**Provided data**

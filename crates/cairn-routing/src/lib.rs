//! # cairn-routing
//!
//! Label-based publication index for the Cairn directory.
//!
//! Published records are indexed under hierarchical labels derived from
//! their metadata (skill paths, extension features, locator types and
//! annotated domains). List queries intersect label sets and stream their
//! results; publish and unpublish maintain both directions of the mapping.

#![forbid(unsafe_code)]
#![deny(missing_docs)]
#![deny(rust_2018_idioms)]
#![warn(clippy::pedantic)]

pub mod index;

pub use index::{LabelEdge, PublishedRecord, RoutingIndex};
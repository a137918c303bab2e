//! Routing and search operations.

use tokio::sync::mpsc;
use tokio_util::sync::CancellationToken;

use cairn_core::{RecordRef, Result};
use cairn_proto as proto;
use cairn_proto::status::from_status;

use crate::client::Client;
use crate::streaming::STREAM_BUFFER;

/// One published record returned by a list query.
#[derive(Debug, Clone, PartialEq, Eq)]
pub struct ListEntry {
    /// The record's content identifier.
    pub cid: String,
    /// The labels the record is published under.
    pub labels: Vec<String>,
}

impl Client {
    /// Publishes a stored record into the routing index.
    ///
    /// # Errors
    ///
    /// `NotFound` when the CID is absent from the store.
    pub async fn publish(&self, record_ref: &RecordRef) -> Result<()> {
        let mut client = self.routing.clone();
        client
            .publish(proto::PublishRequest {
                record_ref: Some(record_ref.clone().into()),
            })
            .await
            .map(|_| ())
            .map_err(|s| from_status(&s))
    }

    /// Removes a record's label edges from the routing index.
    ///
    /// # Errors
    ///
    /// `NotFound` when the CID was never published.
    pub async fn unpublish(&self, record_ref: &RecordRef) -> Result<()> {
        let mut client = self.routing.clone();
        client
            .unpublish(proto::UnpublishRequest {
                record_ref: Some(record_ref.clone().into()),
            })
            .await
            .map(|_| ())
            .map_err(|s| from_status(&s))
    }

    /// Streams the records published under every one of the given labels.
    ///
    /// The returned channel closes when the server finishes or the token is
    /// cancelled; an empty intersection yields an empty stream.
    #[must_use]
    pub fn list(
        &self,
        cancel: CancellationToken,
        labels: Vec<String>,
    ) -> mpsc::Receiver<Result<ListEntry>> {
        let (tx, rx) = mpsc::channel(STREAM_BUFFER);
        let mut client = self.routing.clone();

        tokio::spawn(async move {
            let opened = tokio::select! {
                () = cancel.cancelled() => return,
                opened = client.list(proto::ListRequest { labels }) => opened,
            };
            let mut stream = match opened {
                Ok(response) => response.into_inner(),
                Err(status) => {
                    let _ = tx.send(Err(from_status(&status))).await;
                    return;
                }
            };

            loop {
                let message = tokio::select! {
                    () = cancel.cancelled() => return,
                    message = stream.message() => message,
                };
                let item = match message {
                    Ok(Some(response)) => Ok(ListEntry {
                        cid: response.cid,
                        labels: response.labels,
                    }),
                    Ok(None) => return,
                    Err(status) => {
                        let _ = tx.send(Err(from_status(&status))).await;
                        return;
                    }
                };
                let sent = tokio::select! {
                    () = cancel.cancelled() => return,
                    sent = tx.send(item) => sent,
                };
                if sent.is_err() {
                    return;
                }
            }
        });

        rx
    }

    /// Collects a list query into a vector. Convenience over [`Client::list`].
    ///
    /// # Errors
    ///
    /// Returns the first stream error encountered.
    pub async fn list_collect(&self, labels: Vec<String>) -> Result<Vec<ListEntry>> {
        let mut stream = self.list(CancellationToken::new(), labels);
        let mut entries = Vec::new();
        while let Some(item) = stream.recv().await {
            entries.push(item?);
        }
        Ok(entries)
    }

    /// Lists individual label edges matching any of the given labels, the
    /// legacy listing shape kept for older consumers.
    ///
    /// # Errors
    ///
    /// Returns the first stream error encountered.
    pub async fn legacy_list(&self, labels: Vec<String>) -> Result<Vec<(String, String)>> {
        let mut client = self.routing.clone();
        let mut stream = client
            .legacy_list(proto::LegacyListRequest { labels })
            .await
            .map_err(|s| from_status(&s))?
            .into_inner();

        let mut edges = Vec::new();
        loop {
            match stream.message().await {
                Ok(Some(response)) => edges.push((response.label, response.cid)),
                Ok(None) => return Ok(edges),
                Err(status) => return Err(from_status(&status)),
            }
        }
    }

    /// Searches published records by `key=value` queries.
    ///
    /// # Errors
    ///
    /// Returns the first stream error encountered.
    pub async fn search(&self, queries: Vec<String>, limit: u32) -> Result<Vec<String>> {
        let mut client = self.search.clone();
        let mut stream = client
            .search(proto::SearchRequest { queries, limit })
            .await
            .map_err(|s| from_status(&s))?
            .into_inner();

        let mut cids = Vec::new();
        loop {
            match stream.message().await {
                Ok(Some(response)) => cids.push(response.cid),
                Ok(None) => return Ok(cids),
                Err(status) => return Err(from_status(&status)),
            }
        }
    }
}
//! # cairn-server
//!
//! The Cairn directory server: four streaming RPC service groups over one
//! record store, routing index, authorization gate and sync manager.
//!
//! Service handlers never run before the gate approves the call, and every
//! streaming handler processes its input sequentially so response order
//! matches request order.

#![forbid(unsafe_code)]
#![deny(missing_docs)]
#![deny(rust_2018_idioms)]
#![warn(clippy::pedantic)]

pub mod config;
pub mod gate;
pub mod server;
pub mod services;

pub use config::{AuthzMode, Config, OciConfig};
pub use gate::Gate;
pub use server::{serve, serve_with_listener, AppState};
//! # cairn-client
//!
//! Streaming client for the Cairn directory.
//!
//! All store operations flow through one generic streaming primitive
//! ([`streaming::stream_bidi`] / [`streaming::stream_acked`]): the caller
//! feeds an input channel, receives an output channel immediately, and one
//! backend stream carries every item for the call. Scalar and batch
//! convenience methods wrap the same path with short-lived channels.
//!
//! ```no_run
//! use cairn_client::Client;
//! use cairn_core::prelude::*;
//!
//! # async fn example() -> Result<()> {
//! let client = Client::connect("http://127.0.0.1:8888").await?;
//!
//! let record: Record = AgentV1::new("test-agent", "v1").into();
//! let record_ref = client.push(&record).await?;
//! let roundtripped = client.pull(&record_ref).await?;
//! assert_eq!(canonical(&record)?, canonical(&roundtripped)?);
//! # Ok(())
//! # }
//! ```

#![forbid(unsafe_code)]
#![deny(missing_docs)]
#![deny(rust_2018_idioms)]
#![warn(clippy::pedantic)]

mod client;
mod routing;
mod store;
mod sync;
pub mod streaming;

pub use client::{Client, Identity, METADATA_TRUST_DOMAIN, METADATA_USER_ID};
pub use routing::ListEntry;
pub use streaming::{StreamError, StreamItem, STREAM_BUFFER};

**What the exercise asks**
Copy the material above back out, exactly as written.

**Exercise result**
filename crates/cairn-routing/src/lib.rs
//! # cairn-routing
//!
//! Label-based publication index for the Cairn directory.
//!
//! Published records are indexed under hierarchical labels derived from
//! their metadata (skill paths, extension features, locator types and
//! annotated domains). List queries intersect label sets and stream their
//! results; publish and unpublish maintain both directions of the mapping.

#![forbid(unsafe_code)]
#![deny(missing_docs)]
#![deny(rust_2018_idioms)]
#![warn(clippy::pedantic)]

pub mod index;

pub use index::{LabelEdge, PublishedRecord, RoutingIndex};
repository a137918c303bab2e
//! Routing and search operations.

use tokio::sync::mpsc;
use tokio_util::sync::CancellationToken;

use cairn_core::{RecordRef, Result};
use cairn_proto as proto;
use cairn_proto::status::from_status;

use crate::client::Client;
use crate::streaming::STREAM_BUFFER;

/// One published record returned by a list query.
#[derive(Debug, Clone, PartialEq, Eq)]
pub struct ListEntry {
    /// The record's content identifier.
    pub cid: String,
    /// The labels the record is published under.
    pub labels: Vec<String>,
}

impl Client {
    /// Publishes a stored record into the routing index.
    ///
    /// # Errors
    ///
    /// `NotFound` when the CID is absent from the store.
    pub async fn publish(&self, record_ref: &RecordRef) -> Result<()> {
        let mut client = self.routing.clone();
        client
            .publish(proto::PublishRequest {
                record_ref: Some(record_ref.clone().into()),
            })
            .await
            .map(|_| ())
            .map_err(|s| from_status(&s))
    }

    /// Removes a record's label edges from the routing index.
    ///
    /// # Errors
    ///
    /// `NotFound` when the CID was never published.
    pub async fn unpublish(&self, record_ref: &RecordRef) -> Result<()> {
        let mut client = self.routing.clone();
        client
            .unpublish(proto::UnpublishRequest {
                record_ref: Some(record_ref.clone().into()),
            })
            .await
            .map(|_| ())
            .map_err(|s| from_status(&s))
    }

    /// Streams the records published under every one of the given labels.
    ///
    /// The returned channel closes when the server finishes or the token is
    /// cancelled; an empty intersection yields an empty stream.
    #[must_use]
    pub fn list(
        &self,
        cancel: CancellationToken,
        labels: Vec<String>,
    ) -> mpsc::Receiver<Result<ListEntry>> {
        let (tx, rx) = mpsc::channel(STREAM_BUFFER);
        let mut client = self.routing.clone();

        tokio::spawn(async move {
            let opened = tokio::select! {
                () = cancel.cancelled() => return,
                opened = client.list(proto::ListRequest { labels }) => opened,
            };
            let mut stream = match opened {
                Ok(response) => response.into_inner(),
                Err(status) => {
                    let _ = tx.send(Err(from_status(&status))).await;
                    return;
                }
            };

            loop {
                let message = tokio::select! {
                    () = cancel.cancelled() => return,
                    message = stream.message() => message,
                };
                let item = match message {
                    Ok(Some(response)) => Ok(ListEntry {
                        cid: response.cid,
                        labels: response.labels,
                    }),
                    Ok(None) => return,
                    Err(status) => {
                        let _ = tx.send(Err(from_status(&status))).await;
                        return;
                    }
                };
                let sent = tokio::select! {
                    () = cancel.cancelled() => return,
                    sent = tx.send(item) => sent,
                };
                if sent.is_err() {
                    return;
                }
            }
        });

        rx
    }

    /// Collects a list query into a vector. Convenience over [`Client::list`].
    ///
    /// # Errors
    ///
    /// Returns the first stream error encountered.
    pub async fn list_collect(&self, labels: Vec<String>) -> Result<Vec<ListEntry>> {
        let mut stream = self.list(CancellationToken::new(), labels);
        let mut entries = Vec::new();
        while let Some(item) = stream.recv().await {
            entries.push(item?);
        }
        Ok(entries)
    }

    /// Lists individual label edges matching any of the given labels, the
    /// legacy listing shape kept for older consumers.
    ///
    /// # Errors
    ///
    /// Returns the first stream error encountered.
    pub async fn legacy_list(&self, labels: Vec<String>) -> Result<Vec<(String, String)>> {
        let mut client = self.routing.clone();
        let mut stream = client
            .legacy_list(proto::LegacyListRequest { labels })
            .await
            .map_err(|s| from_status(&s))?
            .into_inner();

        let mut edges = Vec::new();
        loop {
            match stream.message().await {
                Ok(Some(response)) => edges.push((response.label, response.cid)),
                Ok(None) => return Ok(edges),
                Err(status) => return Err(from_status(&status)),
            }
        }
    }

    /// Searches published records by `key=value` queries.
    ///
    /// # Errors
    ///
    /// Returns the first stream error encountered.
    pub async fn search(&self, queries: Vec<String>, limit: u32) -> Result<Vec<String>> {
        let mut client = self.search.clone();
        let mut stream = client
            .search(proto::SearchRequest { queries, limit })
            .await
            .map_err(|s| from_status(&s))?
            .into_inner();

        let mut cids = Vec::new();
        loop {
            match stream.message().await {
                Ok(Some(response)) => cids.push(response.cid),
                Ok(None) => return Ok(cids),
                Err(status) => return Err(from_status(&status)),
            }
        }
    }
}
//! # cairn-server
//!
//! The Cairn directory server: four streaming RPC service groups over one
//! record store, routing index, authorization gate and sync manager.
//!
//! Service handlers never run before the gate approves the call, and every
//! streaming handler processes its input sequentially so response order
//! matches request order.

#![forbid(unsafe_code)]
#![deny(missing_docs)]
#![deny(rust_2018_idioms)]
#![warn(clippy::pedantic)]

pub mod config;
pub mod gate;
pub mod server;
pub mod services;

pub use config::{AuthzMode, Config, OciConfig};
pub use gate::Gate;
pub use server::{serve, serve_with_listener, AppState};
//! # cairn-client
//!
//! Streaming client for the Cairn directory.
//!
//! All store operations flow through one generic streaming primitive
//! ([`streaming::stream_bidi`] / [`streaming::stream_acked`]): the caller
//! feeds an input channel, receives an output channel immediately, and one
//! backend stream carries every item for the call. Scalar and batch
//! convenience methods wrap the same path with short-lived channels.
//!
//! ```no_run
//! use cairn_client::Client;
//! use cairn_core::prelude::*;
//!
//! # async fn example() -> Result<()> {
//! let client = Client::connect("http://127.0.0.1:8888").await?;
//!
//! let record: Record = AgentV1::new("test-agent", "v1").into();
//! let record_ref = client.push(&record).await?;
//! let roundtripped = client.pull(&record_ref).await?;
//! assert_eq!(canonical(&record)?, canonical(&roundtripped)?);
//! # Ok(())
//! # }
//! ```

#![forbid(unsafe_code)]
#![deny(missing_docs)]
#![deny(rust_2018_idioms)]
#![warn(clippy::pedantic)]

mod client;
mod routing;
mod store;
mod sync;
pub mod streaming;

pub use client::{Client, Identity, METADATA_TRUST_DOMAIN, METADATA_USER_ID};
pub use routing::ListEntry;
pub use streaming::{StreamError, StreamItem, STREAM_BUFFER};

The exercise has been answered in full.